-------- Data to use

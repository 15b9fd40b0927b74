//! Session lifecycle: lookup, credentials, transport, PTY, shell, relay and
//! unwind.

use std::io::{self, Write};

use tokio::signal::unix::{Signal, SignalKind, signal};
use tracing::{Instrument, debug, info, info_span, warn};

use super::params::{AuthParams, PtyRequest};
use super::state::SessionState;
use super::transport::{Connector, ExitOutcome, LocalStreams, SessionChannel, Transport};
use crate::config::ServerDirectory;
use crate::error::{SessionError, SessionResult};
use crate::terminal::{CredentialSource, RawModeGuard, TerminalDevice, probe_geometry};
use crate::tracing::span_names;

/// Result of a `connect` that did not fail
#[derive(Debug, Clone, Copy, PartialEq, Eq)]
pub enum ConnectOutcome {
    /// The server name is not in the directory. Nothing was attempted.
    NotFound,
    /// The remote shell exited cleanly and everything was released
    Completed,
}

/// Drives one interactive session at a time.
///
/// Resources are released in a fixed order on every path: the channel, then
/// the transport, then the local terminal mode.
pub struct SessionManager<C, T, P>
where
    C: Connector,
    T: TerminalDevice + Clone,
    P: CredentialSource,
{
    connector: C,
    terminal: T,
    credentials: P,
    console: Box<dyn Write + Send>,
    streams: Option<LocalStreams>,
    state: SessionState,
}

impl<C, T, P> SessionManager<C, T, P>
where
    C: Connector,
    T: TerminalDevice + Clone,
    P: CredentialSource,
{
    /// Creates a manager that prints to stdout and relays the process's
    /// standard streams
    pub fn new(connector: C, terminal: T, credentials: P) -> Self {
        Self {
            connector,
            terminal,
            credentials,
            console: Box::new(io::stdout()),
            streams: None,
            state: SessionState::Idle,
        }
    }

    /// Sends status lines to `console` instead of stdout
    #[must_use]
    pub fn with_console(mut self, console: impl Write + Send + 'static) -> Self {
        self.console = Box::new(console);
        self
    }

    /// Relays `streams` for the next session instead of the process's
    /// standard streams
    #[must_use]
    pub fn with_streams(mut self, streams: LocalStreams) -> Self {
        self.streams = Some(streams);
        self
    }

    /// Current lifecycle state
    pub const fn state(&self) -> SessionState {
        self.state
    }

    /// Runs an interactive session with the server called `name`.
    ///
    /// A name missing from `directory` is reported on the console and
    /// returns [`ConnectOutcome::NotFound`] without prompting or touching
    /// the network or the terminal.
    pub async fn connect(
        &mut self,
        directory: &ServerDirectory,
        name: &str,
    ) -> SessionResult<ConnectOutcome> {
        let span = info_span!(span_names::SESSION_CONNECT, server = %name);
        self.run(directory, name).instrument(span).await
    }

    async fn run(&mut self, directory: &ServerDirectory, name: &str) -> SessionResult<ConnectOutcome> {
        self.state = SessionState::Idle;

        let Some(entry) = directory.get(name) else {
            info!("Server not found in configuration");
            self.say(&format!("Server {name} not found in configuration."));
            return Ok(ConnectOutcome::NotFound);
        };
        self.advance(SessionState::Resolved);

        let password = match self.credentials.acquire() {
            Ok(password) => password,
            Err(e) => return Err(self.fail(e.into())),
        };
        let params = AuthParams::new(name, entry, password);

        let result = self.establish(&params).await;
        match result {
            Ok(()) => {
                self.advance(SessionState::Closed);
                info!("Session closed");
                Ok(ConnectOutcome::Completed)
            }
            Err(e) => Err(self.fail(e)),
        }
    }

    async fn establish(&mut self, params: &AuthParams) -> SessionResult<()> {
        let mut transport = self.connector.connect(params).await?;
        self.advance(SessionState::Authenticated);
        self.say(&format!("Connected to {} ({})", params.server, params.address));

        let mut channel = match transport.open_session().await {
            Ok(channel) => channel,
            Err(e) => {
                release_transport(transport).await;
                return Err(e);
            }
        };
        self.advance(SessionState::ChannelOpen);

        let mut signals = match TerminationSignals::register() {
            Ok(signals) => signals,
            Err(e) => {
                release_channel(channel).await;
                release_transport(transport).await;
                return Err(SessionError::Signals(e));
            }
        };

        let guard = match RawModeGuard::enter(self.terminal.clone()) {
            Ok(guard) => guard,
            Err(e) => {
                release_channel(channel).await;
                release_transport(transport).await;
                return Err(SessionError::Terminal(e));
            }
        };
        self.advance(SessionState::RawMode);

        let result = tokio::select! {
            result = self.drive(&mut channel) => result,
            name = signals.recv() => {
                info!(signal = name, "Termination signal received");
                Err(SessionError::Interrupted(name))
            }
        };

        release_channel(channel).await;
        release_transport(transport).await;
        guard.exit();

        result
    }

    async fn drive<Ch: SessionChannel>(&mut self, channel: &mut Ch) -> SessionResult<()> {
        let size = probe_geometry(&self.terminal);
        debug!(cols = size.cols, rows = size.rows, "Requesting pseudo-terminal");
        channel.request_pty(&PtyRequest::interactive(size)).await?;
        self.advance(SessionState::PtyRequested);

        let streams = self.streams.take().unwrap_or_else(LocalStreams::process);

        channel.start_shell().await?;
        self.advance(SessionState::ShellRunning);

        let outcome = channel
            .relay(streams)
            .instrument(info_span!(span_names::SESSION_RELAY))
            .await?;

        match outcome {
            ExitOutcome::Exited(0) | ExitOutcome::Closed => Ok(()),
            ExitOutcome::Exited(code) => Err(SessionError::RemoteExit(code)),
            ExitOutcome::Signaled { signal, message } => {
                Err(SessionError::RemoteSignal { signal, message })
            }
        }
    }

    fn advance(&mut self, next: SessionState) {
        debug_assert!(
            self.state.can_advance_to(next),
            "invalid session transition {} -> {next}",
            self.state
        );
        debug!(from = %self.state, state = %next, "Session state changed");
        self.state = next;
    }

    fn fail(&mut self, error: SessionError) -> SessionError {
        warn!(error = %error, state = %self.state, "Session failed");
        self.advance(SessionState::Failed);
        error
    }

    fn say(&mut self, line: &str) {
        if let Err(e) = writeln!(self.console, "{line}").and_then(|()| self.console.flush()) {
            warn!(error = %e, "Failed to write to console");
        }
    }
}

impl<C, T, P> std::fmt::Debug for SessionManager<C, T, P>
where
    C: Connector,
    T: TerminalDevice + Clone,
    P: CredentialSource,
{
    fn fmt(&self, f: &mut std::fmt::Formatter<'_>) -> std::fmt::Result {
        f.debug_struct("SessionManager")
            .field("state", &self.state)
            .finish_non_exhaustive()
    }
}

/// SIGTERM and SIGHUP listeners, installed before the terminal goes raw
struct TerminationSignals {
    terminate: Signal,
    hangup: Signal,
}

impl TerminationSignals {
    fn register() -> io::Result<Self> {
        Ok(Self {
            terminate: signal(SignalKind::terminate())?,
            hangup: signal(SignalKind::hangup())?,
        })
    }

    /// Waits for either signal and returns its name
    async fn recv(&mut self) -> &'static str {
        tokio::select! {
            _ = self.terminate.recv() => "SIGTERM",
            _ = self.hangup.recv() => "SIGHUP",
        }
    }
}

async fn release_channel<Ch: SessionChannel>(channel: Ch) {
    match channel.close().await {
        Ok(()) => debug!("Channel released"),
        Err(e) => warn!(error = %e, "Failed to close channel"),
    }
}

async fn release_transport<Tr: Transport>(transport: Tr) {
    match transport.close().await {
        Ok(()) => debug!("Transport released"),
        Err(e) => warn!(error = %e, "Failed to close transport"),
    }
}
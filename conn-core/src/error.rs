//! Error types for `conn`
//!
//! Each layer has its own error enum with a matching `*Result` alias.

use std::path::PathBuf;

use thiserror::Error;

/// Errors raised while loading the server directory
#[derive(Debug, Error)]
pub enum ConfigError {
    /// The configuration file could not be read
    #[error("Failed to load config file {}: {source}", .path.display())]
    Read {
        /// Path that was read
        path: PathBuf,
        /// Underlying IO error
        #[source]
        source: std::io::Error,
    },

    /// The configuration file is not valid YAML for a server directory
    #[error("Failed to parse config file {}: {source}", .path.display())]
    Parse {
        /// Path that was parsed
        path: PathBuf,
        /// Underlying YAML error
        #[source]
        source: serde_yaml::Error,
    },

    /// A server entry is missing a required value
    #[error("Invalid entry '{name}': {reason}")]
    InvalidEntry {
        /// Server name of the offending entry
        name: String,
        /// What is wrong with it
        reason: String,
    },
}

/// Result type for configuration operations
pub type ConfigResult<T> = Result<T, ConfigError>;

/// Errors raised by the credential prompt
#[derive(Debug, Error)]
pub enum PromptError {
    /// The terminal could not be switched to no-echo mode or the read failed
    #[error("Failed to read password: {0}")]
    Read(#[from] std::io::Error),
}

/// Errors raised during the session lifecycle
#[derive(Debug, Error)]
pub enum SessionError {
    /// Credential acquisition failed
    #[error(transparent)]
    Prompt(#[from] PromptError),

    /// TCP connection or SSH handshake failed
    #[error("Failed to connect to server {server}: {reason}")]
    Connect {
        /// Server name as configured
        server: String,
        /// Cause reported by the transport
        reason: String,
    },

    /// Connection and authentication did not finish within the timeout
    #[error("Failed to connect to server {server}: timed out after {secs}s")]
    Timeout {
        /// Server name as configured
        server: String,
        /// Timeout in seconds
        secs: u64,
    },

    /// The server rejected the credentials
    #[error("Authentication failed for {user}@{server}")]
    AuthenticationFailed {
        /// Server name as configured
        server: String,
        /// Username used for the attempt
        user: String,
    },

    /// Opening the session channel failed
    #[error("Failed to create SSH session: {0}")]
    Channel(String),

    /// Switching the local terminal to raw mode failed
    #[error("Failed to set terminal to raw mode: {0}")]
    Terminal(#[source] std::io::Error),

    /// The remote side refused the pseudo-terminal request
    #[error("Failed to set terminal mode: {0}")]
    PtyRequest(String),

    /// The remote side refused to start a shell
    #[error("Failed to start shell: {0}")]
    Shell(String),

    /// Relaying bytes between local and remote streams failed
    #[error("Session ended with error: {0}")]
    Relay(String),

    /// The remote shell exited with a non-zero status
    #[error("Session ended with error: remote command exited with status {0}")]
    RemoteExit(u32),

    /// The remote shell was terminated by a signal
    #[error(
        "Session ended with error: remote command killed by signal {}{}",
        .signal,
        format_message(.message)
    )]
    RemoteSignal {
        /// Signal name reported by the server
        signal: String,
        /// Optional error message sent along with the signal
        message: String,
    },

    /// Closing the channel or disconnecting the transport failed
    #[error("Failed to close {what}: {reason}")]
    Release {
        /// `channel` or `transport`
        what: &'static str,
        /// Cause reported by the transport
        reason: String,
    },

    /// SIGTERM or SIGHUP listeners could not be installed
    #[error("Failed to install signal handlers: {0}")]
    Signals(#[source] std::io::Error),

    /// The local process received a termination signal
    #[error("Session interrupted by {0}")]
    Interrupted(&'static str),
}

fn format_message(message: &str) -> String {
    if message.is_empty() {
        String::new()
    } else {
        format!(" ({message})")
    }
}

/// Result type for session operations
pub type SessionResult<T> = Result<T, SessionError>;
//! Authentication and pseudo-terminal request parameters.

use std::time::Duration;

use secrecy::SecretString;

use crate::config::ServerEntry;
use crate::terminal::TermSize;

/// Upper bound for TCP connect, handshake and authentication
pub const CONNECT_TIMEOUT: Duration = Duration::from_secs(5);

/// Terminal type announced to the remote side
pub const TERM_TYPE: &str = "xterm-256color";

/// Line speed reported for both directions, in baud
pub const TERMINAL_SPEED: u32 = 14_400;

/// How the remote host key is checked
#[derive(Debug, Clone, Copy, PartialEq, Eq, Default)]
pub enum HostKeyPolicy {
    /// Any host key is accepted.
    ///
    /// This is a known gap: the remote identity is never verified. The key
    /// fingerprint is logged at warn level on every connection.
    #[default]
    AcceptAny,
}

/// Everything needed to open and authenticate a transport
#[derive(Debug)]
pub struct AuthParams {
    /// Server name as configured, used in messages
    pub server: String,
    /// Host name or IP address
    pub address: String,
    /// Effective port
    pub port: u16,
    /// Login name
    pub username: String,
    /// Password for password authentication
    pub password: SecretString,
    /// Bound for connect + authentication
    pub timeout: Duration,
    /// Host key policy
    pub host_key_policy: HostKeyPolicy,
}

impl AuthParams {
    /// Builds parameters for `entry` with the fixed timeout and policy
    #[must_use]
    pub fn new(server: &str, entry: &ServerEntry, password: SecretString) -> Self {
        Self {
            server: server.to_string(),
            address: entry.address().to_string(),
            port: entry.port(),
            username: entry.username().to_string(),
            password,
            timeout: CONNECT_TIMEOUT,
            host_key_policy: HostKeyPolicy::AcceptAny,
        }
    }
}

/// Terminal mode opcodes sent with the PTY request
#[derive(Debug, Clone, Copy, PartialEq, Eq)]
pub enum TerminalMode {
    /// Echo input characters
    Echo,
    /// Input baud rate
    InputSpeed,
    /// Output baud rate
    OutputSpeed,
}

/// Pseudo-terminal request
#[derive(Debug, Clone, PartialEq, Eq)]
pub struct PtyRequest {
    /// Terminal type, e.g. `xterm-256color`
    pub term: String,
    /// Size in cells
    pub size: TermSize,
    /// Mode opcodes and values
    pub modes: Vec<(TerminalMode, u32)>,
}

impl PtyRequest {
    /// Standard interactive request for the given size
    #[must_use]
    pub fn interactive(size: TermSize) -> Self {
        Self {
            term: TERM_TYPE.to_string(),
            size,
            modes: vec![
                (TerminalMode::Echo, 1),
                (TerminalMode::InputSpeed, TERMINAL_SPEED),
                (TerminalMode::OutputSpeed, TERMINAL_SPEED),
            ],
        }
    }
}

----------------

__Your goal__:
Starting at the line with "String::new()" and ending at the line with "use crate::config::ServerEntry;", print each line of the listing above exactly, with no other lines.

__Your response__:
        String::new()
    } else {
        format!(" ({message})")
    }
}

/// Result type for session operations
pub type SessionResult<T> = Result<T, SessionError>;
//! Authentication and pseudo-terminal request parameters.

use std::time::Duration;

use secrecy::SecretString;

use crate::config::ServerEntry;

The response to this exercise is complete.